It’s an academic’s life for me…

I came across an article recently in the Guardian Professional Network for people working in HE. Note that’s administrators and academics. The article referenced a piece of ‘research’ in which it was claimed that, of all the professions, academia is the least stressful. The ‘research’ was published in Forbes magazine. Predictably, a lot of academics got quite cross about the assertion, but it got me thinking about why people might have a misperception of the profession.

We come into contact with teachers throughout our lives. It is easy enough to extrapolate from primary/secondary experiences of teaching to the teaching undertaken in HE. But that’s lazy and does a disservice, both to primary/secondary teachers (contrary to popular belief, most do not work only from 8 – 3 pm and take copious holidays throughout the year), and the academics. In HE over the past couple of decades (at least), the burden upon academic staff to take on more administrative responsibilities, to increase and enhance their research output, to be more accountable to the public by demonstrating ‘value for money’ through impact studies like the REF, has all contributed to a much increased workload. For the majority, teaching constitutes a small proportion of an academic’s workload. However, because of lazy conclusions like the above, the general public seem to believe that the academic’s life is one of relatively high freedoms and low levels of responsibility.

It’s true that the profession does have freedoms not open to other professions like law or medicine. That it, intellectual freedom is a basic part of what it is to be an academic: to choose the subject of one’s forthcoming publication, to spend time debating principled issues with fellow academics, to present oneself and one’s institution at conferences internationally and so on. But that intellectual freedom is nonetheless bounded by the responsibilities that are ‘unseen’ or the less glamourous parts of the job: the admin, seminar and lecture preparation, marking etc etc. Again, it is lazy to draw the conclusion that the intellectual freedom is necessarily conducive to a stress-free profession.

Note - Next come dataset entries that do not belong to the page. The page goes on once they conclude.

use serde::Deserialize;

/// 打包配置 (autograde.toml 的 [package] 部分)
#[derive(Debug, Clone, PartialEq, Deserialize)]
#[serde(default)]
pub struct PackageConfig {
    /// 源文件扩展名（不带点）
    pub extension: String,

    /// 测试文件名前缀
    pub test_prefix: String,

    /// 运行测试并把 JSON 报告写到 stdout 的命令
    pub test_command: String,

    /// setup.sh 的内容
    pub setup_script: String,

    /// 查找文件时忽略的文件名
    pub exclude: Vec<String>,

    /// 总是打包的额外文件
    pub include: Vec<String>,
}

impl Default for PackageConfig {
    fn default() -> Self {
        Self {
            extension: "rs".to_string(),
            test_prefix: "test".to_string(),
            test_command: "cargo run --quiet --release".to_string(),
            setup_script: "#!/bin/bash\n\ncurl --proto '=https' --tlsv1.2 -sSf https://sh.rustup.rs | sh -s -- -y\n"
                .to_string(),
            exclude: Vec::new(),
            include: Vec::new(),
        }
    }
}

/// 找到的提交文件与测试文件（目录内的文件名）
#[derive(Debug, Clone, PartialEq, Eq)]
pub struct ProjectFiles {
    pub submission: String,
    pub test: String,
}
//! 输出捕获 - 每个测试独立的 stdout/stderr 缓冲、脚本化控制台、panic 静默
mod console;
mod output;
mod panic;

pub use console::Console;
pub use output::OutputCapture;
pub use panic::{PanicSilencer, panic_message};
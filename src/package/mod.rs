//! 打包 - 查找提交文件与测试文件，运行检查，生成 autograder.zip
mod archive;
mod check;
mod discovery;
mod types;

pub use archive::{ARCHIVE_NAME, backup_existing, build_archive, extra_candidates, render_run_script};
pub use check::run_check;
pub use discovery::discover;
pub use types::{PackageConfig, ProjectFiles};
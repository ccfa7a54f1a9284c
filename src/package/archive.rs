use super::discovery::list_files;
use super::types::{PackageConfig, ProjectFiles};
use crate::Result;
use crate::config::ConfigLoader;
use chrono::Local;
use std::fs::{self, File};
use std::io::Write;
use std::path::{Path, PathBuf};
use tracing::{debug, info};
use zip::ZipWriter;
use zip::write::SimpleFileOptions;

/// 生成的压缩包文件名
pub const ARCHIVE_NAME: &str = "autograder.zip";

const BACKUP_PREFIX: &str = "autograder-";

/// 已存在的 autograder.zip 重命名为带时间戳的备份
pub fn backup_existing(dir: &Path) -> Result<Option<PathBuf>> {
    let archive = dir.join(ARCHIVE_NAME);
    if !archive.exists() {
        return Ok(None);
    }

    let stamp = Local::now().format("%Y-%m-%d-%H-%M-%S");
    let backup = dir.join(format!("{}{}.zip", BACKUP_PREFIX, stamp));
    fs::rename(&archive, &backup)?;
    info!(backup = %backup.display(), "Backed up previous archive");
    Ok(Some(backup))
}

/// 生成 run_autograder 脚本
pub fn render_run_script(files: &ProjectFiles, config: &PackageConfig) -> String {
    format!(
        "#!/bin/bash\n\ncd /autograder/source\ncp -r /autograder/submission/{} .\n{} > /autograder/results/results.json\n",
        files.submission, config.test_command
    )
}

/// 可能需要一起打包的其他文件，由调用方决定是否包含
pub fn extra_candidates(
    dir: &Path,
    files: &ProjectFiles,
    config: &PackageConfig,
) -> Result<Vec<String>> {
    let candidates = list_files(dir)?
        .into_iter()
        .filter(|name| !name.starts_with(BACKUP_PREFIX) && !name.starts_with('.'))
        .filter(|name| {
            name != ARCHIVE_NAME
                && *name != files.submission
                && *name != files.test
                && name != ConfigLoader::CONFIG_FILE
                && !config.exclude.contains(name)
                && !config.include.contains(name)
        })
        .collect();
    Ok(candidates)
}

fn add_file<W: Write + std::io::Seek>(
    zip: &mut ZipWriter<W>,
    dir: &Path,
    name: &str,
    options: SimpleFileOptions,
) -> Result<()> {
    let content = fs::read(dir.join(name))?;
    zip.start_file(name, options)?;
    zip.write_all(&content)?;
    debug!(file = name, bytes = content.len(), "Added file to archive");
    Ok(())
}

/// 写出 autograder.zip
///
/// 包含 run_autograder、setup.sh、测试文件、配置文件（如果有）、include 列表和选中的额外文件。
/// 提交文件不会被打包。
pub fn build_archive(
    dir: &Path,
    files: &ProjectFiles,
    extras: &[String],
    config: &PackageConfig,
) -> Result<PathBuf> {
    let path = dir.join(ARCHIVE_NAME);
    let mut zip = ZipWriter::new(File::create(&path)?);

    let options = SimpleFileOptions::default().compression_method(zip::CompressionMethod::Deflated);
    let scripts = options.unix_permissions(0o755);

    zip.start_file("run_autograder", scripts)?;
    zip.write_all(render_run_script(files, config).as_bytes())?;
    zip.start_file("setup.sh", scripts)?;
    zip.write_all(config.setup_script.as_bytes())?;

    add_file(&mut zip, dir, &files.test, options)?;

    if dir.join(ConfigLoader::CONFIG_FILE).exists() {
        add_file(&mut zip, dir, ConfigLoader::CONFIG_FILE, options)?;
    }
    for name in config.include.iter().chain(extras) {
        add_file(&mut zip, dir, name, options)?;
    }

    zip.finish()?;
    info!(path = %path.display(), "Wrote autograder archive");
    Ok(path)
}
/// 测试体返回的错误
///
/// `Assertion` 是普通的测试失败；`Staff` 表示测试本身写错了；
/// 其余错误（包括学生代码返回的错误）都归为 `Other`。
#[derive(Debug, thiserror::Error)]
pub enum TestError {
    #[error("{0}")]
    Assertion(String),

    #[error("Teaching staff error: {0}")]
    Staff(String),

    #[error(transparent)]
    Other(#[from] anyhow::Error),
}

impl TestError {
    /// 是否为断言失败（而不是执行出错）
    pub fn is_failure(&self) -> bool {
        matches!(self, Self::Assertion(_))
    }

    /// 错误类别名称，写入 ErrorDetail
    pub fn kind(&self) -> &'static str {
        match self {
            Self::Assertion(_) => "AssertionError",
            Self::Staff(_) => "TeachingStaffError",
            Self::Other(_) => "Error",
        }
    }
}

impl From<std::io::Error> for TestError {
    fn from(err: std::io::Error) -> Self {
        TestError::Other(err.into())
    }
}

#[cfg(test)]
mod tests {
    use super::*;

    #[test]
    fn test_kinds() {
        assert!(TestError::Assertion("x".into()).is_failure());
        assert!(!TestError::Staff("x".into()).is_failure());
        assert_eq!(TestError::Staff("x".into()).kind(), "TeachingStaffError");
    }

    #[test]
    fn test_display_is_message() {
        let err = TestError::Assertion("1 != 2".into());
        assert_eq!(err.to_string(), "1 != 2");

        let err: TestError = anyhow::anyhow!("division by zero").into();
        assert_eq!(err.to_string(), "division by zero");
        assert_eq!(err.kind(), "Error");
    }
}
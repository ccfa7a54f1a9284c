use std::any::Any;
use std::panic::{self, PanicHookInfo};

type PanicHook = Box<dyn Fn(&PanicHookInfo<'_>) + Sync + Send + 'static>;

/// 在测试体执行期间替换 panic hook，避免 panic 信息混进 stdout 的 JSON
///
/// Drop 时恢复原来的 hook，正常返回和被 catch_unwind 捕获的 panic 都一样。
pub struct PanicSilencer {
    previous: Option<PanicHook>,
}

impl PanicSilencer {
    pub fn install() -> Self {
        let previous = panic::take_hook();
        panic::set_hook(Box::new(|_| {}));
        Self {
            previous: Some(previous),
        }
    }
}

impl Drop for PanicSilencer {
    fn drop(&mut self) {
        if let Some(previous) = self.previous.take() {
            panic::set_hook(previous);
        }
    }
}

/// 从 panic payload 中取出消息文本
pub fn panic_message(payload: &(dyn Any + Send)) -> String {
    if let Some(s) = payload.downcast_ref::<&str>() {
        (*s).to_string()
    } else if let Some(s) = payload.downcast_ref::<String>() {
        s.clone()
    } else {
        "test panicked".to_string()
    }
}
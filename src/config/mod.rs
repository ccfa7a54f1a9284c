pub mod loader;
pub mod types;

pub use loader::ConfigLoader;
pub use types::AutogradeConfig;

So why would anyone want to go into academia? Well, I can only speak from my own experiences, and my aspirations rest on the sense that academia is a vocation. To me, the opportunity to do what I love, what I would do anyway in my own time, and to get paid for it, is a real privilege and sometimes I think that academics can come off badly when they are perceived to be complaining about the additional responsibilities that the profession entails. So not only do I get to write and research about what I love, I know that, in time, I will also get to teach and come into contact with equally intellectually curious students. I will continually be enriching my experiences of the world and of other people, questioning what I take for granted and being open to change.

Maybe people who have been in the job for a number of years will smile or sneer at my naivete, but I don’t care: I think they should be reminded of their own reasons for entering the profession and to be thankful that they have such rewarding jobs. If they can’t see that, then maybe it’s time to look for something new.